Italian Torta Margherita (Queen Margaret’s Cake)
Do you get the newsletter Italian Sons and Daughters of America?
That is where I found this recipe. It uses no flour. The secret to this cake is beating the eggs as directed in the recipe. The case was light and not too sweet, It was perfect with coffee in the morning or tea in the afternoon.
2/3 cup cornstarch
1/2 teaspoon baking powder
4 large eggs, separated, at room temperature for 1 – 2 hours
½ cup granulated sugar
1 tablespoon vanilla extract OR 1 tablespoon grated lemon zest (I used the vanilla)
¼ teaspoon salt
Powdered sugar for sprinkling
Preheat the oven to 350ºF. Butter and flour an 8-inch springform pan and set aside.
Sift the cornstarch and baking powder together and set aside.
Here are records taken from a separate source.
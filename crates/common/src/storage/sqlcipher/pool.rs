//! SQLCipher connection pool
//!
//! r2d2 pool whose connections are keyed and configured on creation.

use std::path::Path;
use std::time::Instant;

use r2d2::Pool;
use r2d2_sqlite::SqliteConnectionManager;
use tracing::{debug, instrument, warn};

use super::cipher::{classify_message, configure_sqlcipher, verify_encryption, SqlCipherConfig};
use super::config::SqlCipherPoolConfig;
use super::connection::SqlCipherConnection;
use crate::storage::error::{StorageError, StorageResult};

/// Snapshot of pool occupancy.
#[derive(Debug, Clone, PartialEq, Eq)]
pub struct PoolHealth {
    pub healthy: bool,
    pub connections: u32,
    pub idle_connections: u32,
    pub max_connections: u32,
    pub message: Option<String>,
}

/// Keyed r2d2 pool; every connection is unlocked and tuned before use.
#[derive(Debug)]
pub struct SqlCipherPool {
    pool: Pool<SqliteConnectionManager>,
    config: SqlCipherPoolConfig,
}

impl SqlCipherPool {
    /// Open (or create) the encrypted database at `path`.
    ///
    /// One connection is checked out and read immediately, so a wrong key
    /// fails here with [`StorageError::WrongKeyOrNotEncrypted`].
    #[instrument(
        skip(encryption_key, config),
        fields(db_path = ?path, pool_size = config.max_size)
    )]
    pub fn new(
        path: &Path,
        encryption_key: String,
        config: SqlCipherPoolConfig,
    ) -> StorageResult<Self> {
        config.validate()?;

        let cipher = SqlCipherConfig::new(encryption_key);
        let tuning = config.clone();
        let manager = SqliteConnectionManager::file(path).with_init(move |conn| {
            configure_sqlcipher(conn, &cipher)
                .and_then(|()| tuning.apply(conn))
                .map_err(|e| rusqlite::Error::ToSqlConversionFailure(Box::new(e)))
        });

        let pool = Pool::builder()
            .max_size(config.max_size)
            .connection_timeout(config.connection_timeout)
            .build(manager)
            .map_err(|e| checkout_error(&e, &config))?;

        let probe = pool.get().map_err(|e| checkout_error(&e, &config))?;
        verify_encryption(&probe)?;
        drop(probe);

        debug!(max_size = config.max_size, "SQLCipher pool ready");
        Ok(Self { pool, config })
    }

    /// Check out a connection, waiting up to the configured timeout.
    pub fn get_sqlcipher_connection(&self) -> StorageResult<SqlCipherConnection> {
        let start = Instant::now();
        let conn = self.pool.get().map_err(|e| checkout_error(&e, &self.config))?;
        let waited_ms = u64::try_from(start.elapsed().as_millis()).unwrap_or(u64::MAX);
        if waited_ms > 100 {
            debug!(waited_ms, "Slow connection checkout");
        }
        Ok(SqlCipherConnection::new(conn))
    }

    pub fn max_size(&self) -> u32 {
        self.config.max_size
    }

    /// Report occupancy and whether a connection can be checked out.
    pub fn health_check(&self) -> PoolHealth {
        let state = self.pool.state();
        let message = self.pool.get().err().map(|e| format!("Pool unhealthy: {e}"));

        PoolHealth {
            healthy: message.is_none(),
            connections: state.connections,
            idle_connections: state.idle_connections,
            max_connections: self.config.max_size,
            message,
        }
    }
}

/// r2d2 only hands back a message; recover the wrong-key and timeout cases
/// from it.
fn checkout_error(err: &r2d2::Error, config: &SqlCipherPoolConfig) -> StorageError {
    let message = err.to_string();
    if let Some(classified) = classify_message(&message) {
        return classified;
    }
    if message.to_lowercase().contains("timed out") {
        warn!(timeout = ?config.connection_timeout, "Connection checkout timed out");
        return StorageError::Timeout(config.connection_timeout.as_secs());
    }
    warn!(error = %message, "Connection checkout failed");
    StorageError::Connection(message)
}
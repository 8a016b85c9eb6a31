//! Export scheduling queue.

pub mod ports;
pub mod service;

pub use ports::{ExportQueueRepository, HouseProviderResolver};
pub use service::ExportQueue;
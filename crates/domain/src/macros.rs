//! Status enum conversions
//!
//! One macro generates `as_str`, `Display` and `FromStr` so persisted status
//! columns and log fields always use the same spelling.
//!
//! # Example
//!
//! ```rust
//! use regsync_domain::impl_domain_status_conversions;
//!
//! #[derive(Debug, Clone, Copy, PartialEq, Eq)]
//! pub enum LockState {
//!     Free,
//!     Held,
//!     Expired,
//! }
//!
//! impl_domain_status_conversions!(LockState {
//!     Free => "free",
//!     Held => "held",
//!     Expired => "expired",
//! });
//! ```

/// Implements `Display`, `FromStr` and `as_str` for fieldless status enums.
///
/// Parsing is case-insensitive; the rendered form is always the mapped
/// string. Used for every status column persisted as TEXT.
#[macro_export]
macro_rules! impl_domain_status_conversions {
    ($enum_name:ident { $($variant:ident => $str:literal),+ $(,)? }) => {
        impl $enum_name {
            /// Stable string form used in storage and on the wire.
            pub fn as_str(&self) -> &'static str {
                match self {
                    $(Self::$variant => $str,)+
                }
            }
        }

        impl std::fmt::Display for $enum_name {
            fn fmt(&self, f: &mut std::fmt::Formatter<'_>) -> std::fmt::Result {
                f.write_str(self.as_str())
            }
        }

        impl std::str::FromStr for $enum_name {
            type Err = String;

            fn from_str(s: &str) -> ::core::result::Result<Self, Self::Err> {
                match s.to_lowercase().as_str() {
                    $($str => Ok(Self::$variant),)+
                    _ => Err(format!("Invalid {}: {}", stringify!($enum_name), s)),
                }
            }
        }
    };
}
//! Storage primitives for encrypted databases

pub mod error;
pub mod sqlcipher;

pub use error::{StorageError, StorageResult};
pub use sqlcipher::{PoolHealth, SqlCipherConnection, SqlCipherPool, SqlCipherPoolConfig};
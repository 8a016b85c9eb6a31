//! Operation record repository
//!
//! List fields are stored as JSON text. The cancel flag is written only by
//! [`OperationRepository::request_cancel`] so a running operation saving its
//! progress can never clear a concurrent cancel request.

use std::sync::Arc;

use async_trait::async_trait;
use regsync_common::storage::{SqlCipherConnection, StorageError, StorageResult};
use regsync_core::operation::OperationRepository;
use regsync_domain::{ObjectType, OperationRecord, Result as DomainResult};
use rusqlite::{params, Row, TransactionBehavior};
use tokio::task;

use super::columns::{json_column, parse_column};
use super::manager::DbManager;
use crate::errors::{map_join_error, map_storage_error};

const COLUMNS: &str = "id, name, direction, object_type, object_ids, provider_id, force_update,
     unattended, status, stage, ack, backoff_index, attempts, restarts, warnings, errors,
     missing_ids, last_failure, cancel_requested, needs_attention, next_run_at, created_at,
     updated_at, object_houses";

/// Statuses a worker never picks up again.
const FINAL_STATUSES: &str = "('done', 'warning', 'canceled')";

/// SqlCipher-based operation repository
pub struct SqlCipherOperationRepository {
    db: Arc<DbManager>,
}

impl SqlCipherOperationRepository {
    pub fn new(db: Arc<DbManager>) -> Self {
        Self { db }
    }
}

#[async_trait]
impl OperationRepository for SqlCipherOperationRepository {
    async fn insert(&self, record: &OperationRecord) -> DomainResult<()> {
        let db = Arc::clone(&self.db);
        let record = record.clone();

        task::spawn_blocking(move || -> DomainResult<()> {
            let conn = db.get_connection()?;
            insert_operation(&conn, &record).map_err(map_storage_error)
        })
        .await
        .map_err(map_join_error)?
    }

    async fn save(&self, record: &OperationRecord) -> DomainResult<()> {
        let db = Arc::clone(&self.db);
        let record = record.clone();

        task::spawn_blocking(move || -> DomainResult<()> {
            let conn = db.get_connection()?;
            update_operation(&conn, &record).map_err(map_storage_error)
        })
        .await
        .map_err(map_join_error)?
    }

    async fn get(&self, id: &str) -> DomainResult<Option<OperationRecord>> {
        let db = Arc::clone(&self.db);
        let id = id.to_string();

        task::spawn_blocking(move || -> DomainResult<Option<OperationRecord>> {
            let conn = db.get_connection()?;
            query_operation(&conn, &id).map_err(map_storage_error)
        })
        .await
        .map_err(map_join_error)?
    }

    async fn claim_due(
        &self,
        now: i64,
        lease_until: i64,
        limit: usize,
    ) -> DomainResult<Vec<OperationRecord>> {
        let db = Arc::clone(&self.db);

        task::spawn_blocking(move || -> DomainResult<Vec<OperationRecord>> {
            let mut conn = db.get_connection()?;
            claim_due_operations(&mut conn, now, lease_until, limit).map_err(map_storage_error)
        })
        .await
        .map_err(map_join_error)?
    }

    async fn request_cancel(&self, id: &str) -> DomainResult<bool> {
        let db = Arc::clone(&self.db);
        let id = id.to_string();

        task::spawn_blocking(move || -> DomainResult<bool> {
            let conn = db.get_connection()?;
            set_cancel_flag(&conn, &id).map_err(map_storage_error)
        })
        .await
        .map_err(map_join_error)?
    }

    async fn is_cancel_requested(&self, id: &str) -> DomainResult<bool> {
        let db = Arc::clone(&self.db);
        let id = id.to_string();

        task::spawn_blocking(move || -> DomainResult<bool> {
            let conn = db.get_connection()?;
            query_cancel_flag(&conn, &id).map_err(map_storage_error)
        })
        .await
        .map_err(map_join_error)?
    }

    async fn needing_attention(&self) -> DomainResult<Vec<OperationRecord>> {
        let db = Arc::clone(&self.db);

        task::spawn_blocking(move || -> DomainResult<Vec<OperationRecord>> {
            let conn = db.get_connection()?;
            query_needing_attention(&conn).map_err(map_storage_error)
        })
        .await
        .map_err(map_join_error)?
    }
}

// ============================================================================
// SQL Operations (synchronous)
// ============================================================================

fn insert_operation(conn: &SqlCipherConnection, record: &OperationRecord) -> StorageResult<()> {
    conn.execute(
        &format!(
            "INSERT INTO operations ({COLUMNS}) VALUES
             (?1, ?2, ?3, ?4, ?5, ?6, ?7, ?8, ?9, ?10, ?11, ?12, ?13, ?14, ?15, ?16, ?17, ?18,
              ?19, ?20, ?21, ?22, ?23, ?24)"
        ),
        params![
            &record.id,
            &record.name,
            record.direction.as_str(),
            record.object_type.as_str(),
            serde_json::to_string(&record.object_ids)?,
            &record.provider_id,
            record.force_update,
            record.unattended,
            record.status.as_str(),
            record.stage.as_str(),
            &record.ack,
            record.backoff_index,
            record.attempts,
            record.restarts,
            serde_json::to_string(&record.warnings)?,
            serde_json::to_string(&record.errors)?,
            serde_json::to_string(&record.missing_ids)?,
            &record.last_failure,
            record.cancel_requested,
            record.needs_attention,
            record.next_run_at,
            record.created_at,
            record.updated_at,
            serde_json::to_string(&record.object_houses)?,
        ],
    )?;
    Ok(())
}

fn update_operation(conn: &SqlCipherConnection, record: &OperationRecord) -> StorageResult<()> {
    let changed = conn.execute(
        "UPDATE operations SET
            status = ?2, stage = ?3, ack = ?4, backoff_index = ?5, attempts = ?6, restarts = ?7,
            warnings = ?8, errors = ?9, missing_ids = ?10, last_failure = ?11,
            needs_attention = ?12, next_run_at = ?13, updated_at = ?14,
            object_ids = ?15, force_update = ?16, unattended = ?17, object_houses = ?18
         WHERE id = ?1",
        params![
            &record.id,
            record.status.as_str(),
            record.stage.as_str(),
            &record.ack,
            record.backoff_index,
            record.attempts,
            record.restarts,
            serde_json::to_string(&record.warnings)?,
            serde_json::to_string(&record.errors)?,
            serde_json::to_string(&record.missing_ids)?,
            &record.last_failure,
            record.needs_attention,
            record.next_run_at,
            record.updated_at,
            serde_json::to_string(&record.object_ids)?,
            record.force_update,
            record.unattended,
            serde_json::to_string(&record.object_houses)?,
        ],
    )?;

    if changed == 0 {
        return Err(StorageError::Query(format!("operation {} does not exist", record.id)));
    }
    Ok(())
}

fn query_operation(conn: &SqlCipherConnection, id: &str) -> StorageResult<Option<OperationRecord>> {
    let sql = format!("SELECT {COLUMNS} FROM operations WHERE id = ?1");

    match conn.query_row(&sql, params![id], map_operation_row) {
        Ok(record) => Ok(Some(record)),
        Err(StorageError::Rusqlite(rusqlite::Error::QueryReturnedNoRows)) => Ok(None),
        Err(err) => Err(err),
    }
}

fn claim_due_operations(
    conn: &mut SqlCipherConnection,
    now: i64,
    lease_until: i64,
    limit: usize,
) -> StorageResult<Vec<OperationRecord>> {
    let limit = i64::try_from(limit).unwrap_or(i64::MAX);
    // IMMEDIATE takes the write lock up front so two workers cannot select
    // the same rows.
    let tx = conn.transaction_with_behavior(TransactionBehavior::Immediate)?;

    let mut claimed = {
        let mut stmt = tx.prepare(&format!(
            "SELECT {COLUMNS} FROM operations
             WHERE next_run_at IS NOT NULL AND next_run_at <= ?1
               AND needs_attention = 0 AND status NOT IN {FINAL_STATUSES}
             ORDER BY next_run_at ASC, created_at ASC
             LIMIT ?2"
        ))?;
        let rows = stmt.query_map(params![now, limit], map_operation_row)?;
        rows.collect::<rusqlite::Result<Vec<_>>>()?
    };

    for record in &mut claimed {
        tx.execute(
            "UPDATE operations SET next_run_at = ?2 WHERE id = ?1",
            params![&record.id, lease_until],
        )?;
        record.next_run_at = Some(lease_until);
    }

    tx.commit()?;
    Ok(claimed)
}

fn set_cancel_flag(conn: &SqlCipherConnection, id: &str) -> StorageResult<bool> {
    let changed =
        conn.execute("UPDATE operations SET cancel_requested = 1 WHERE id = ?1", params![id])?;
    Ok(changed > 0)
}

fn query_cancel_flag(conn: &SqlCipherConnection, id: &str) -> StorageResult<bool> {
    match conn.query_row(
        "SELECT cancel_requested FROM operations WHERE id = ?1",
        params![id],
        |row| row.get(0),
    ) {
        Ok(flag) => Ok(flag),
        Err(StorageError::Rusqlite(rusqlite::Error::QueryReturnedNoRows)) => Ok(false),
        Err(err) => Err(err),
    }
}

fn query_needing_attention(conn: &SqlCipherConnection) -> StorageResult<Vec<OperationRecord>> {
    let sql = format!(
        "SELECT {COLUMNS} FROM operations WHERE needs_attention = 1 ORDER BY updated_at DESC"
    );

    let mut stmt = conn.prepare(&sql)?;
    stmt.query_map(params![], map_operation_row)
}

fn map_operation_row(row: &Row<'_>) -> rusqlite::Result<OperationRecord> {
    let object_type: String = row.get(3)?;

    Ok(OperationRecord {
        id: row.get(0)?,
        name: row.get(1)?,
        direction: parse_column(row, 2)?,
        object_type: ObjectType::from(object_type),
        object_ids: json_column(row, 4)?,
        provider_id: row.get(5)?,
        force_update: row.get(6)?,
        unattended: row.get(7)?,
        status: parse_column(row, 8)?,
        stage: parse_column(row, 9)?,
        ack: row.get(10)?,
        backoff_index: row.get(11)?,
        attempts: row.get(12)?,
        restarts: row.get(13)?,
        warnings: json_column(row, 14)?,
        errors: json_column(row, 15)?,
        missing_ids: json_column(row, 16)?,
        last_failure: row.get(17)?,
        cancel_requested: row.get(18)?,
        needs_attention: row.get(19)?,
        next_run_at: row.get(20)?,
        created_at: row.get(21)?,
        updated_at: row.get(22)?,
        object_houses: json_column(row, 23)?,
    })
}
In a large bowl, using the whisk attachments of an electric mixer, beat the egg yolks for 3 – 4 minutes, until pale yellow. Slowly add in the sugar. Add the vanilla or lemon zest. Transfer the mixture to a large mixing bowl. (Rinse the bowl and whisk attachments for later use.)
With a rubber spatula, gently fold in the sifted cornstarch and baking powder into the beaten egg yolks.
In the clean bowl, using the whisk attachments again, beat the egg whites with the salt until stiff peaks form. Using a rubber spatula, gently fold the whites into the egg yolk mixture, paying close attention so as not to deflate the whites.
Spread the batter in the pan and bake for 20 – 22 minutes, or until the top is golden. Cool the cake for 15 minutes before removing it from the pan. Sprinkle with powdered sugar and serve.